Veto dos EUA a rendimentos fortalece Yuan digital

O alerta de Anthony Scaramucci reacendeu o debate global sobre moedas digitais, pois o Yuan digital pode ganhar força após o veto dos EUA ao pagamento de rendimentos para holders de stablecoins. Segundo ele, a decisão reduz a competitividade dos tokens lastreados em US$, enquanto a China avança com um modelo que remunera usuários do e-CNY.

Impacto do veto dos EUA nas stablecoins

O Congresso norte-americano avalia o Clarity Act, que busca estabelecer novas diretrizes para a regulação de ativos digitais. No entanto, o ponto mais polêmico da proposta é a proibição para que plataformas dos EUA ofereçam qualquer tipo de rendimento vinculado à guarda de stablecoins de pagamento.

Scaramucci afirmou na rede X que a medida prejudica o ecossistema digital baseado no dólar. Além disso, ele destacou que bancos tradicionais pressionam por regras que limitem a concorrência com emissores privados de stablecoins.

O sistema está quebrado. Os bancos não querem concorrência e bloqueiam o rendimento, enquanto a China oferece juros. O que os países emergentes vão escolher: um sistema com retorno ou sem retorno?

O texto do projeto também estabelece que qualquer forma de juros ou recompensa associada ao uso de stablecoins seria vetada. Assim, empresas que utilizam esse mecanismo para atrair usuários podem perder competitividade. A proposta ainda tenta definir quais órgãos regulatórios terão autoridade sobre diferentes categorias de tokens.

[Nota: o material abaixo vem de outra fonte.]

//! Anatomical landmark scheme (33 points, conventional body-landmark numbering)

/// Number of landmarks in every pose
pub const LANDMARK_COUNT: usize = 33;

/// Named landmark; the discriminant is the index into a pose
#[derive(Debug, Clone, Copy, PartialEq, Eq, Hash)]
pub enum Landmark {
    Nose = 0,
    LeftEyeInner = 1,
    LeftEye = 2,
    LeftEyeOuter = 3,
    RightEyeInner = 4,
    RightEye = 5,
    RightEyeOuter = 6,
    LeftEar = 7,
    RightEar = 8,
    MouthLeft = 9,
    MouthRight = 10,
    LeftShoulder = 11,
    RightShoulder = 12,
    LeftElbow = 13,
    RightElbow = 14,
    LeftWrist = 15,
    RightWrist = 16,
    LeftPinky = 17,
    RightPinky = 18,
    LeftIndex = 19,
    RightIndex = 20,
    LeftThumb = 21,
    RightThumb = 22,
    LeftHip = 23,
    RightHip = 24,
    LeftKnee = 25,
    RightKnee = 26,
    LeftAnkle = 27,
    RightAnkle = 28,
    LeftHeel = 29,
    RightHeel = 30,
    LeftFootIndex = 31,
    RightFootIndex = 32,
}

impl Landmark {
    /// All landmarks in index order
    pub const ALL: [Landmark; LANDMARK_COUNT] = [
        Landmark::Nose,
        Landmark::LeftEyeInner,
        Landmark::LeftEye,
        Landmark::LeftEyeOuter,
        Landmark::RightEyeInner,
        Landmark::RightEye,
        Landmark::RightEyeOuter,
        Landmark::LeftEar,
        Landmark::RightEar,
        Landmark::MouthLeft,
        Landmark::MouthRight,
        Landmark::LeftShoulder,
        Landmark::RightShoulder,
        Landmark::LeftElbow,
        Landmark::RightElbow,
        Landmark::LeftWrist,
        Landmark::RightWrist,
        Landmark::LeftPinky,
        Landmark::RightPinky,
        Landmark::LeftIndex,
        Landmark::RightIndex,
        Landmark::LeftThumb,
        Landmark::RightThumb,
        Landmark::LeftHip,
        Landmark::RightHip,
        Landmark::LeftKnee,
        Landmark::RightKnee,
        Landmark::LeftAnkle,
        Landmark::RightAnkle,
        Landmark::LeftHeel,
        Landmark::RightHeel,
        Landmark::LeftFootIndex,
        Landmark::RightFootIndex,
    ];

    pub fn index(self) -> usize {
        self as usize
    }
}

impl std::fmt::Display for Landmark {
    fn fmt(&self, f: &mut std::fmt::Formatter<'_>) -> std::fmt::Result {
        let name = match self {
            Landmark::Nose => "nose",
            Landmark::LeftEyeInner => "left eye (inner)",
            Landmark::LeftEye => "left eye",
            Landmark::LeftEyeOuter => "left eye (outer)",
            Landmark::RightEyeInner => "right eye (inner)",
            Landmark::RightEye => "right eye",
            Landmark::RightEyeOuter => "right eye (outer)",
            Landmark::LeftEar => "left ear",
            Landmark::RightEar => "right ear",
            Landmark::MouthLeft => "mouth (left)",
            Landmark::MouthRight => "mouth (right)",
            Landmark::LeftShoulder => "left shoulder",
            Landmark::RightShoulder => "right shoulder",
            Landmark::LeftElbow => "left elbow",
            Landmark::RightElbow => "right elbow",
            Landmark::LeftWrist => "left wrist",
            Landmark::RightWrist => "right wrist",
            Landmark::LeftPinky => "left pinky",
            Landmark::RightPinky => "right pinky",
            Landmark::LeftIndex => "left index",
            Landmark::RightIndex => "right index",
            Landmark::LeftThumb => "left thumb",
            Landmark::RightThumb => "right thumb",
            Landmark::LeftHip => "left hip",
            Landmark::RightHip => "right hip",
            Landmark::LeftKnee => "left knee",
            Landmark::RightKnee => "right knee",
            Landmark::LeftAnkle => "left ankle",
            Landmark::RightAnkle => "right ankle",
            Landmark::LeftHeel => "left heel",
            Landmark::RightHeel => "right heel",
            Landmark::LeftFootIndex => "left foot index",
            Landmark::RightFootIndex => "right foot index",
        };
        write!(f, "{}", name)
    }
}
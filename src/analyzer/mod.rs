//! Analyzer module - pose rubric scoring engine

pub mod engine;
pub mod geometry;
pub mod rules;
pub mod scoring;

pub use engine::RubricEngine;
pub use scoring::ResultAggregator;
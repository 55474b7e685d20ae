//! Squat rubric: depth, back posture, and knee tracking.

use super::{Bound, Check, Metric, Rubric, Tier};
use crate::{Exercise, Landmark};

const CHECKS: &[Check] = &[
    Check {
        id: "squat-depth",
        name: "Squat depth",
        metric: Metric::Angle(Landmark::LeftHip, Landmark::LeftKnee, Landmark::LeftAnkle),
        tiers: &[
            Tier {
                bound: Bound::AtMost(90.0),
                points: 35,
                feedback: "Excellent squat depth achieved!",
            },
            Tier {
                bound: Bound::AtMost(110.0),
                points: 25,
                feedback: "Good squat depth",
            },
        ],
        correction: "Go deeper - aim for thighs parallel to ground",
    },
    Check {
        id: "squat-back-posture",
        name: "Back posture",
        metric: Metric::Angle(Landmark::LeftShoulder, Landmark::LeftHip, Landmark::LeftKnee),
        tiers: &[Tier {
            bound: Bound::AtLeast(160.0),
            points: 30,
            feedback: "Great back posture maintained!",
        }],
        correction: "Keep your chest up and back straight",
    },
    Check {
        id: "squat-knee-alignment",
        name: "Knee alignment",
        metric: Metric::HorizontalDistance(Landmark::LeftKnee, Landmark::RightKnee),
        tiers: &[Tier {
            bound: Bound::Below(30.0),
            points: 35,
            feedback: "Good knee alignment!",
        }],
        correction: "Keep knees aligned with toes",
    },
];

/// Rubric for squats
pub struct SquatRubric;

impl SquatRubric {
    pub fn new() -> Self {
        Self
    }
}

impl Default for SquatRubric {
    fn default() -> Self {
        Self::new()
    }
}

impl Rubric for SquatRubric {
    fn exercise(&self) -> Exercise {
        Exercise::Squat
    }

    fn checks(&self) -> &'static [Check] {
        CHECKS
    }
}
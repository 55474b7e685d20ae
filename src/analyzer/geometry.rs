//! Joint geometry over 2-D keypoints

use crate::Keypoint;

/// Angle in degrees at vertex `b` between rays `b->a` and `b->c`.
///
/// Always the non-reflex angle, in [0, 180], regardless of the order the
/// outer points are given in. Coincident points (a == b or c == b) and
/// non-finite coordinates yield NaN, which rubric checks treat as a failure.
pub fn angle(a: &Keypoint, b: &Keypoint, c: &Keypoint) -> f64 {
    if !(a.is_finite() && b.is_finite() && c.is_finite()) {
        return f64::NAN;
    }
    if same_position(a, b) || same_position(c, b) {
        return f64::NAN;
    }

    let radians = (c.y - b.y).atan2(c.x - b.x) - (a.y - b.y).atan2(a.x - b.x);
    let mut degrees = radians.to_degrees().abs();
    if degrees > 180.0 {
        degrees = 360.0 - degrees;
    }
    degrees.clamp(0.0, 180.0)
}

/// Absolute difference of the x coordinates
pub fn horizontal_distance(p: &Keypoint, q: &Keypoint) -> f64 {
    (p.x - q.x).abs()
}

/// Absolute difference of the y coordinates
pub fn vertical_distance(p: &Keypoint, q: &Keypoint) -> f64 {
    (p.y - q.y).abs()
}

fn same_position(p: &Keypoint, q: &Keypoint) -> bool {
    p.x == q.x && p.y == q.y
}

#[cfg(test)]
mod tests {
    use super::*;

    fn kp(x: f64, y: f64) -> Keypoint {
        Keypoint::new(x, y)
    }

    fn assert_close(actual: f64, expected: f64) {
        assert!(
            (actual - expected).abs() < 1e-9,
            "expected {expected}, got {actual}"
        );
    }

    #[test]
    fn test_right_angle() {
        assert_eq!(angle(&kp(0.0, 0.0), &kp(0.0, -10.0), &kp(10.0, -10.0)), 90.0);
    }

    #[test]
    fn test_straight_line_is_180() {
        assert_eq!(angle(&kp(0.0, 20.0), &kp(0.0, 0.0), &kp(0.0, -10.0)), 180.0);
    }

    #[test]
    fn test_reflex_angle_is_folded() {
        // Rays at +135 and -135 degrees: raw difference is 270
        let a = kp(-1.0, 1.0);
        let b = kp(0.0, 0.0);
        let c = kp(-1.0, -1.0);
        assert_close(angle(&a, &b, &c), 90.0);
    }

    #[test]
    fn test_order_of_outer_points_does_not_matter() {
        let a = kp(3.0, 7.0);
        let b = kp(-2.0, 1.0);
        let c = kp(5.0, -4.0);
        assert_close(angle(&a, &b, &c), angle(&c, &b, &a));
    }

    #[test]
    fn test_coincident_points_are_nan() {
        let p = kp(1.0, 1.0);
        assert!(angle(&p, &p, &kp(2.0, 2.0)).is_nan());
        assert!(angle(&kp(2.0, 2.0), &p, &p).is_nan());
    }

    #[test]
    fn test_non_finite_input_is_nan() {
        let b = kp(0.0, 0.0);
        assert!(angle(&kp(f64::INFINITY, 1.0), &b, &kp(1.0, 0.0)).is_nan());
        assert!(angle(&kp(1.0, 1.0), &b, &kp(f64::NAN, 0.0)).is_nan());
    }

    #[test]
    fn test_distances() {
        let p = kp(10.0, -5.0);
        let q = kp(-2.5, 20.0);
        assert_eq!(horizontal_distance(&p, &q), 12.5);
        assert_eq!(vertical_distance(&p, &q), 25.0);
        assert_eq!(horizontal_distance(&q, &p), 12.5);
    }

    mod proptest_tests {
        use super::*;
        use proptest::prelude::*;

        fn coordinate() -> impl Strategy<Value = f64> {
            -1.0e4..1.0e4
        }

        proptest! {
            #![proptest_config(ProptestConfig::with_cases(500))]

            #[test]
            fn angle_stays_in_range(
                ax in coordinate(), ay in coordinate(),
                bx in coordinate(), by in coordinate(),
                cx in coordinate(), cy in coordinate(),
            ) {
                let (a, b, c) = (kp(ax, ay), kp(bx, by), kp(cx, cy));
                prop_assume!(a != b && c != b);
                let deg = angle(&a, &b, &c);
                prop_assert!((0.0..=180.0).contains(&deg), "angle {} out of range", deg);
            }

            #[test]
            fn angle_is_symmetric(
                ax in coordinate(), ay in coordinate(),
                bx in coordinate(), by in coordinate(),
                cx in coordinate(), cy in coordinate(),
            ) {
                let (a, b, c) = (kp(ax, ay), kp(bx, by), kp(cx, cy));
                prop_assume!(a != b && c != b);
                prop_assert_eq!(angle(&a, &b, &c), angle(&c, &b, &a));
            }
        }
    }
}
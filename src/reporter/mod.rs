//! Reporter module for output formatting

pub mod console;
pub mod json;

pub use console::ConsoleReporter;
pub use json::JsonReporter;
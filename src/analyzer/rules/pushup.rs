//! Push-up rubric: body line, elbow bend, and range of motion.

use super::{Bound, Check, Metric, Rubric, Tier};
use crate::{Exercise, Landmark};

const CHECKS: &[Check] = &[
    Check {
        id: "pushup-body-alignment",
        name: "Body alignment",
        metric: Metric::Angle(Landmark::LeftShoulder, Landmark::LeftHip, Landmark::LeftAnkle),
        tiers: &[Tier {
            bound: Bound::AtLeast(170.0),
            points: 40,
            feedback: "Perfect body alignment!",
        }],
        correction: "Maintain straight line from head to heels",
    },
    Check {
        id: "pushup-elbow-angle",
        name: "Elbow angle",
        metric: Metric::Angle(Landmark::LeftShoulder, Landmark::LeftElbow, Landmark::LeftWrist),
        tiers: &[Tier {
            bound: Bound::Between(45.0, 90.0),
            points: 30,
            feedback: "Good elbow position!",
        }],
        correction: "Keep elbows at 45-degree angle to body",
    },
    Check {
        id: "pushup-range-of-motion",
        name: "Range of motion",
        metric: Metric::VerticalDistance(Landmark::LeftShoulder, Landmark::LeftWrist),
        tiers: &[Tier {
            bound: Bound::Above(50.0),
            points: 30,
            feedback: "Good range of motion!",
        }],
        correction: "Lower your chest closer to the ground",
    },
];

/// Rubric for push-ups
pub struct PushupRubric;

impl PushupRubric {
    pub fn new() -> Self {
        Self
    }
}

impl Default for PushupRubric {
    fn default() -> Self {
        Self::new()
    }
}

impl Rubric for PushupRubric {
    fn exercise(&self) -> Exercise {
        Exercise::Pushup
    }

    fn checks(&self) -> &'static [Check] {
        CHECKS
    }
}
//! Configuration loading for Formscore

mod schema;

pub use schema::{Config, ConfigOverride, EffectiveConfig, DEFAULT_FILE_PATTERNS};

use anyhow::{Context, Result};
use globset::{Glob, GlobSet, GlobSetBuilder};
use std::collections::HashSet;
use std::fs;
use std::path::{Path, PathBuf};

pub const CONFIG_FILENAME: &str = ".formscorerc.json";

/// Find and load config file with extends resolution. Searches current directory then parents.
pub fn load_config(work_dir: &Path, custom_path: Option<&Path>) -> Result<Config> {
    let path = if let Some(p) = custom_path {
        let path = if p.is_absolute() {
            p.to_path_buf()
        } else {
            work_dir.join(p)
        };
        if path.exists() {
            Some(path)
        } else {
            anyhow::bail!("Config file not found: {}", path.display());
        }
    } else {
        find_config_in_parents(work_dir)
    };

    match path {
        Some(path) => load_config_with_extends(&path, &mut HashSet::new()),
        None => Ok(Config::default()),
    }
}

/// Load a config file and resolve extends chain
fn load_config_with_extends(config_path: &Path, visited: &mut HashSet<PathBuf>) -> Result<Config> {
    // Prevent circular extends
    let canonical = config_path
        .canonicalize()
        .unwrap_or_else(|_| config_path.to_path_buf());
    if !visited.insert(canonical) {
        anyhow::bail!(
            "Circular extends detected in config: {}",
            config_path.display()
        );
    }

    let content = fs::read_to_string(config_path)
        .with_context(|| format!("Failed to read config: {}", config_path.display()))?;
    let mut config: Config = serde_json::from_str(&content)
        .with_context(|| format!("Invalid JSON in config: {}", config_path.display()))?;

    if let Some(extends) = config.extends.take() {
        let base_config = resolve_extends(config_path, &extends, visited)?;
        config.merge_from(base_config);
    }

    Ok(config)
}

/// Resolve an extends reference (relative to the referencing config, or absolute)
fn resolve_extends(
    config_path: &Path,
    extends: &str,
    visited: &mut HashSet<PathBuf>,
) -> Result<Config> {
    let config_dir = config_path.parent().unwrap_or(Path::new("."));
    let extends_path = config_dir.join(extends);

    // Ensure it has .json extension
    let extends_path = if extends_path.extension().is_none() {
        extends_path.with_extension("json")
    } else {
        extends_path
    };

    if !extends_path.exists() {
        anyhow::bail!(
            "Extended config not found: {} (referenced from {})",
            extends_path.display(),
            config_path.display()
        );
    }

    load_config_with_extends(&extends_path, visited)
}

/// Search for .formscorerc.json in directory and its parents
fn find_config_in_parents(mut dir: &Path) -> Option<PathBuf> {
    loop {
        let candidate = dir.join(CONFIG_FILENAME);
        if candidate.exists() {
            return Some(candidate);
        }
        dir = dir.parent()?;
    }
}

/// Build a GlobSet from ignore patterns for path matching
pub fn build_ignore_set(patterns: &[String]) -> Result<GlobSet> {
    let mut builder = GlobSetBuilder::new();
    for pattern in patterns {
        let glob =
            Glob::new(pattern).with_context(|| format!("Invalid ignore pattern: {}", pattern))?;
        builder.add(glob);
    }
    builder.build().map_err(|e| anyhow::anyhow!("{}", e))
}

/// Check if a path should be ignored based on config glob patterns
pub fn is_ignored(path: &Path, ignore_set: &GlobSet) -> bool {
    ignore_set.is_match(path)
}
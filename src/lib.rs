//! Formscore: Exercise Form Scoring Engine
//!
//! This library scores a single frame of pose keypoints against a fixed
//! per-exercise rubric and explains the result as positive feedback and
//! corrections.

pub mod analyzer;
pub mod catalog;
pub mod config;
pub mod error;
pub mod exercise;
pub mod landmark;
pub mod reporter;
pub mod source;

pub use error::PoseError;
pub use exercise::Exercise;
pub use landmark::{Landmark, LANDMARK_COUNT};

use serde::{Deserialize, Serialize};
use std::path::PathBuf;

/// A single 2-D anatomical landmark produced by an external pose detector
#[derive(Debug, Clone, Copy, PartialEq, Serialize, Deserialize)]
pub struct Keypoint {
    /// Horizontal position (pixels or normalized)
    pub x: f64,
    /// Vertical position (pixels or normalized)
    pub y: f64,
    /// Detector confidence that the landmark is present (0-1)
    #[serde(default = "full_visibility")]
    pub visibility: f64,
}

fn full_visibility() -> f64 {
    1.0
}

impl Keypoint {
    pub fn new(x: f64, y: f64) -> Self {
        Self {
            x,
            y,
            visibility: 1.0,
        }
    }

    pub fn with_visibility(mut self, visibility: f64) -> Self {
        self.visibility = visibility;
        self
    }

    /// True when both coordinates are finite numbers
    pub fn is_finite(&self) -> bool {
        self.x.is_finite() && self.y.is_finite()
    }
}

impl Default for Keypoint {
    fn default() -> Self {
        Self::new(0.0, 0.0)
    }
}

/// Full set of landmarks for one frame, always exactly [`LANDMARK_COUNT`] long
#[derive(Debug, Clone, PartialEq)]
pub struct Pose {
    keypoints: [Keypoint; LANDMARK_COUNT],
}

impl Pose {
    pub fn new(keypoints: [Keypoint; LANDMARK_COUNT]) -> Self {
        Self { keypoints }
    }

    /// Build a pose from detector output, rejecting any other length
    pub fn from_keypoints(keypoints: &[Keypoint]) -> Result<Self, PoseError> {
        let keypoints: [Keypoint; LANDMARK_COUNT] =
            keypoints.try_into().map_err(|_| PoseError::WrongLength {
                expected: LANDMARK_COUNT,
                found: keypoints.len(),
            })?;
        Ok(Self { keypoints })
    }

    /// Keypoint for a named landmark
    pub fn get(&self, landmark: Landmark) -> &Keypoint {
        &self.keypoints[landmark.index()]
    }

    /// Replace one landmark, returning the modified pose
    pub fn with(mut self, landmark: Landmark, keypoint: Keypoint) -> Self {
        self.keypoints[landmark.index()] = keypoint;
        self
    }

    pub fn keypoints(&self) -> &[Keypoint] {
        &self.keypoints
    }
}

impl Default for Pose {
    fn default() -> Self {
        Self::new([Keypoint::default(); LANDMARK_COUNT])
    }
}

/// Outcome of scoring one pose against one exercise rubric
#[derive(Debug, Clone, PartialEq, Eq, Default, Serialize, Deserialize)]
pub struct AnalysisResult {
    /// Form score (0-100)
    pub score: u8,
    /// One message per passed check, in evaluation order
    pub feedback: Vec<String>,
    /// One message per failed check, in evaluation order
    pub corrections: Vec<String>,
}

impl AnalysisResult {
    /// Zero-score result carrying a single correction
    pub fn rejected(correction: impl Into<String>) -> Self {
        Self {
            score: 0,
            feedback: Vec::new(),
            corrections: vec![correction.into()],
        }
    }

    pub fn rating(&self) -> Rating {
        Rating::from_score(self.score)
    }
}

/// Banded reading of a form score
#[derive(Debug, Clone, Copy, PartialEq, Eq, Serialize, Deserialize)]
#[serde(rename_all = "kebab-case")]
pub enum Rating {
    Excellent,
    Good,
    NeedsWork,
}

impl Rating {
    pub fn from_score(score: u8) -> Self {
        match score {
            80..=u8::MAX => Rating::Excellent,
            60..=79 => Rating::Good,
            _ => Rating::NeedsWork,
        }
    }
}

impl std::fmt::Display for Rating {
    fn fmt(&self, f: &mut std::fmt::Formatter<'_>) -> std::fmt::Result {
        match self {
            Rating::Excellent => write!(f, "Excellent"),
            Rating::Good => write!(f, "Good"),
            Rating::NeedsWork => write!(f, "Needs work"),
        }
    }
}

/// Explanation of a single evaluated check
#[derive(Debug, Clone, PartialEq, Serialize)]
#[serde(rename_all = "camelCase")]
pub struct CheckOutcome {
    /// Stable check id (e.g. "squat-depth")
    pub check: &'static str,
    /// Human-readable check name
    pub name: &'static str,
    /// What was measured (e.g. "angle at left knee")
    pub metric: String,
    /// Measured value; None when the check measures nothing
    pub value: Option<f64>,
    /// Unit of the measured value
    pub unit: &'static str,
    pub passed: bool,
    /// Points awarded (0 when failed)
    pub points: u8,
    /// Best attainable points for this check
    pub max_points: u8,
    /// Feedback when passed, correction when failed
    pub message: &'static str,
}

/// Analysis of one pose file, as produced by the CLI and library callers
#[derive(Debug, Clone, Serialize)]
#[serde(rename_all = "camelCase")]
pub struct FileAnalysis {
    /// Path to the analyzed pose file
    pub file_path: PathBuf,
    /// Exercise the pose was scored against
    pub exercise: Exercise,
    /// The scored result
    pub analysis: AnalysisResult,
    pub rating: Rating,
    /// Per-check explanation (empty when the exercise has no rubric)
    pub checks: Vec<CheckOutcome>,
}

/// Public API: score one pose against an exercise rubric.
pub fn evaluate(pose: &Pose, exercise: &Exercise) -> AnalysisResult {
    analyzer::RubricEngine::new().evaluate(pose, exercise)
}

/// Public API: analyze a single pose file.
///
/// * `path` - path to the pose JSON file
/// * `work_dir` - directory used for config lookup
/// * `exercise` - exercise to score against; falls back to the file and config when None
pub fn analyze_file(
    path: &std::path::Path,
    work_dir: &std::path::Path,
    exercise: Option<&Exercise>,
) -> anyhow::Result<FileAnalysis> {
    let config = crate::config::load_config(work_dir, None)?;
    let engine = analyzer::RubricEngine::new();
    engine.analyze(path, exercise, Some(&config))
}

#[cfg(test)]
mod tests {
    use super::*;

    #[test]
    fn test_pose_from_keypoints_wrong_length() {
        let err = Pose::from_keypoints(&[Keypoint::default(); 12]).unwrap_err();
        assert!(matches!(
            err,
            PoseError::WrongLength {
                expected: 33,
                found: 12
            }
        ));
    }

    #[test]
    fn test_pose_get_by_landmark() {
        let mut keypoints = vec![Keypoint::default(); LANDMARK_COUNT];
        keypoints[25] = Keypoint::new(4.0, 5.0);
        let pose = Pose::from_keypoints(&keypoints).unwrap();
        assert_eq!(pose.get(Landmark::LeftKnee), &Keypoint::new(4.0, 5.0));
        assert_eq!(pose.keypoints().len(), LANDMARK_COUNT);
    }

    #[test]
    fn test_keypoint_visibility_defaults_to_one() {
        let kp: Keypoint = serde_json::from_str(r#"{"x": 1.5, "y": 2}"#).unwrap();
        assert_eq!(kp.visibility, 1.0);
        assert_eq!(kp.x, 1.5);
    }

    #[test]
    fn test_rating_bands() {
        assert_eq!(Rating::from_score(100), Rating::Excellent);
        assert_eq!(Rating::from_score(80), Rating::Excellent);
        assert_eq!(Rating::from_score(79), Rating::Good);
        assert_eq!(Rating::from_score(60), Rating::Good);
        assert_eq!(Rating::from_score(59), Rating::NeedsWork);
        assert_eq!(Rating::from_score(0), Rating::NeedsWork);
    }

    #[test]
    fn test_analysis_result_serializes_flat() {
        let result = AnalysisResult {
            score: 65,
            feedback: vec!["Good squat depth".to_string()],
            corrections: vec!["Keep knees aligned with toes".to_string()],
        };
        let json = serde_json::to_string(&result).unwrap();
        assert_eq!(
            json,
            r#"{"score":65,"feedback":["Good squat depth"],"corrections":["Keep knees aligned with toes"]}"#
        );
    }
}
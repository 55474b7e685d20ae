//! Rubric engine - dispatches a pose to its exercise rubric

use crate::config::Config;
use crate::source::{JsonFileSource, PoseSource};
use crate::{AnalysisResult, CheckOutcome, Exercise, FileAnalysis, Keypoint, Pose, Rating};
use crate::LANDMARK_COUNT;
use anyhow::Result;
use std::path::{Path, PathBuf};

use super::rules::rubric_for;
use super::ResultAggregator;

/// Main engine that scores poses against exercise rubrics.
///
/// Scoring is a pure function of (pose, exercise): the engine holds no state,
/// so one instance can be shared freely across threads.
#[derive(Debug, Clone, Copy, Default)]
pub struct RubricEngine;

impl RubricEngine {
    /// Create a new engine
    pub fn new() -> Self {
        Self
    }

    /// Evaluate each rubric check in order. Empty when the exercise has no rubric.
    pub fn explain(&self, pose: &Pose, exercise: &Exercise) -> Vec<CheckOutcome> {
        match rubric_for(exercise) {
            Some(rubric) => rubric.evaluate(pose),
            None => Vec::new(),
        }
    }

    /// Score a pose against an exercise rubric
    pub fn evaluate(&self, pose: &Pose, exercise: &Exercise) -> AnalysisResult {
        match rubric_for(exercise) {
            Some(rubric) => ResultAggregator::aggregate(&rubric.evaluate(pose)),
            None => ResultAggregator::no_rubric(),
        }
    }

    /// Score raw detector output. A keypoint list of the wrong length yields a
    /// zero score with a single correction instead of an error.
    pub fn evaluate_keypoints(&self, keypoints: &[Keypoint], exercise: &Exercise) -> AnalysisResult {
        self.score_keypoints(keypoints, exercise).0
    }

    fn score_keypoints(
        &self,
        keypoints: &[Keypoint],
        exercise: &Exercise,
    ) -> (AnalysisResult, Vec<CheckOutcome>) {
        let Some(rubric) = rubric_for(exercise) else {
            return (ResultAggregator::no_rubric(), Vec::new());
        };
        match Pose::from_keypoints(keypoints) {
            Ok(pose) => {
                let outcomes = rubric.evaluate(&pose);
                (ResultAggregator::aggregate(&outcomes), outcomes)
            }
            Err(_) => (malformed(keypoints.len()), Vec::new()),
        }
    }

    /// Analyze a pose file and return the result
    pub fn analyze(
        &self,
        path: &Path,
        exercise: Option<&Exercise>,
        config: Option<&Config>,
    ) -> Result<FileAnalysis> {
        self.analyze_source(&JsonFileSource::new(path), path, exercise, config)
    }

    /// Analyze a sample from any source. `path` is used for config overrides and
    /// reporting; it need not exist (e.g. "stdin").
    ///
    /// The exercise is resolved from, in order: `exercise`, the sample itself,
    /// config overrides matching `path`, the config default.
    pub fn analyze_source(
        &self,
        source: &dyn PoseSource,
        path: &Path,
        exercise: Option<&Exercise>,
        config: Option<&Config>,
    ) -> Result<FileAnalysis> {
        let sample = source.load()?;

        let exercise = exercise
            .cloned()
            .or(sample.exercise)
            .or_else(|| config.and_then(|c| c.effective_for_file(path).exercise));
        let Some(exercise) = exercise else {
            anyhow::bail!(
                "No exercise specified for {}: pass --exercise, add an \"exercise\" field, or set one in the config",
                source.origin()
            );
        };

        let (analysis, checks) = self.score_keypoints(&sample.keypoints, &exercise);
        let rating = analysis.rating();

        Ok(FileAnalysis {
            file_path: path.to_path_buf(),
            exercise,
            analysis,
            rating,
            checks,
        })
    }

    /// Analyze multiple pose files sequentially
    pub fn analyze_many(
        &self,
        paths: &[&Path],
        exercise: Option<&Exercise>,
        config: Option<&Config>,
    ) -> Vec<Result<FileAnalysis>> {
        paths
            .iter()
            .map(|p| self.analyze(p, exercise, config))
            .collect()
    }

    /// Analyze multiple pose files in parallel using rayon. Results keep input order.
    pub fn analyze_parallel(
        &self,
        paths: &[PathBuf],
        exercise: Option<&Exercise>,
        config: Option<&Config>,
    ) -> Vec<Result<FileAnalysis>> {
        use rayon::prelude::*;

        paths
            .par_iter()
            .map(|p| self.analyze(p, exercise, config))
            .collect()
    }

    /// Get aggregate stats from multiple results
    pub fn aggregate_stats(results: &[FileAnalysis]) -> AggregateStats {
        if results.is_empty() {
            return AggregateStats::default();
        }

        let total_score: u32 = results.iter().map(|r| r.analysis.score as u32).sum();
        let average_score = (total_score / results.len() as u32) as u8;

        let total_corrections: usize = results.iter().map(|r| r.analysis.corrections.len()).sum();
        let unscored = results.iter().filter(|r| !r.exercise.has_rubric()).count();

        AggregateStats {
            files_analyzed: results.len(),
            average_score,
            average_rating: Rating::from_score(average_score),
            total_corrections,
            unscored,
        }
    }
}

fn malformed(found: usize) -> AnalysisResult {
    AnalysisResult::rejected(format!(
        "Pose data incomplete: expected {} landmarks, found {}",
        LANDMARK_COUNT, found
    ))
}

/// Aggregate statistics from multiple pose analyses
#[derive(Debug)]
pub struct AggregateStats {
    /// Number of files analyzed
    pub files_analyzed: usize,
    /// Average score across all files
    pub average_score: u8,
    pub average_rating: Rating,
    /// Total number of corrections across all files
    pub total_corrections: usize,
    /// Files whose exercise has no rubric
    pub unscored: usize,
}

impl Default for AggregateStats {
    fn default() -> Self {
        Self {
            files_analyzed: 0,
            average_score: 0,
            average_rating: Rating::NeedsWork,
            total_corrections: 0,
            unscored: 0,
        }
    }
}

Reação de bancos e empresas de cripto

Relatórios indicam que instituições financeiras tradicionais afirmam que rendimentos oferecidos fora do sistema bancário poderiam drenar depósitos e alterar padrões de crédito. No entanto, empresas de cripto apontam que o veto enfraquece serviços vinculados ao dólar e pode incentivar usuários a migrar para opções internacionais que oferecem retorno financeiro.

A tensão aumentou dentro do setor, levando uma das maiores exchanges a retirar seu apoio ao Clarity Act.

Gráfico BTCUSD
BTCUSD negociado a US$92.915. Fonte: TradingView

China avança com o e-CNY que paga juros

Enquanto os EUA discutem restrições, a China já adotou um caminho oposto. Relatórios indicam que bancos comerciais foram autorizados a pagar juros sobre saldos do Yuan digital. Assim, o governo busca ampliar a adoção da moeda digital estatal entre consumidores e empresas.

A política entrou em vigor no início de 2026 e, portanto, fortalece o incentivo para que a população utilize o e-CNY como meio de pagamento.

Relevância para mercados emergentes

Fluxos financeiros globais costumam seguir oportunidades de rendimento. Portanto, se o Yuan digital continuar oferecendo juros enquanto stablecoins indexadas ao dólar não puderem fazer o mesmo, países emergentes podem favorecer infraestruturas que tragam retornos adicionais.

Esse é o ponto central do alerta de Scaramucci. Para ele, além da regulamentação das stablecoins, está em jogo qual sistema se destacará nas transações internacionais nos próximos anos.

Reguladores dos EUA precisam decidir entre implementar limites rígidos para proteger o sistema bancário tradicional ou criar regras mais flexíveis que preservem a competitividade global do dólar. Cada escolha traz impactos diretos para a estabilidade financeira e para a influência norte-americana nos pagamentos internacionais.

As críticas de Scaramucci e o avanço da China demonstram como decisões recentes moldam a disputa por protagonismo nas redes de pagamento digital. Além disso, o contraste entre o veto a rendimentos nos EUA e o estímulo do e-CNY pode influenciar a preferência de países e empresas no curto prazo.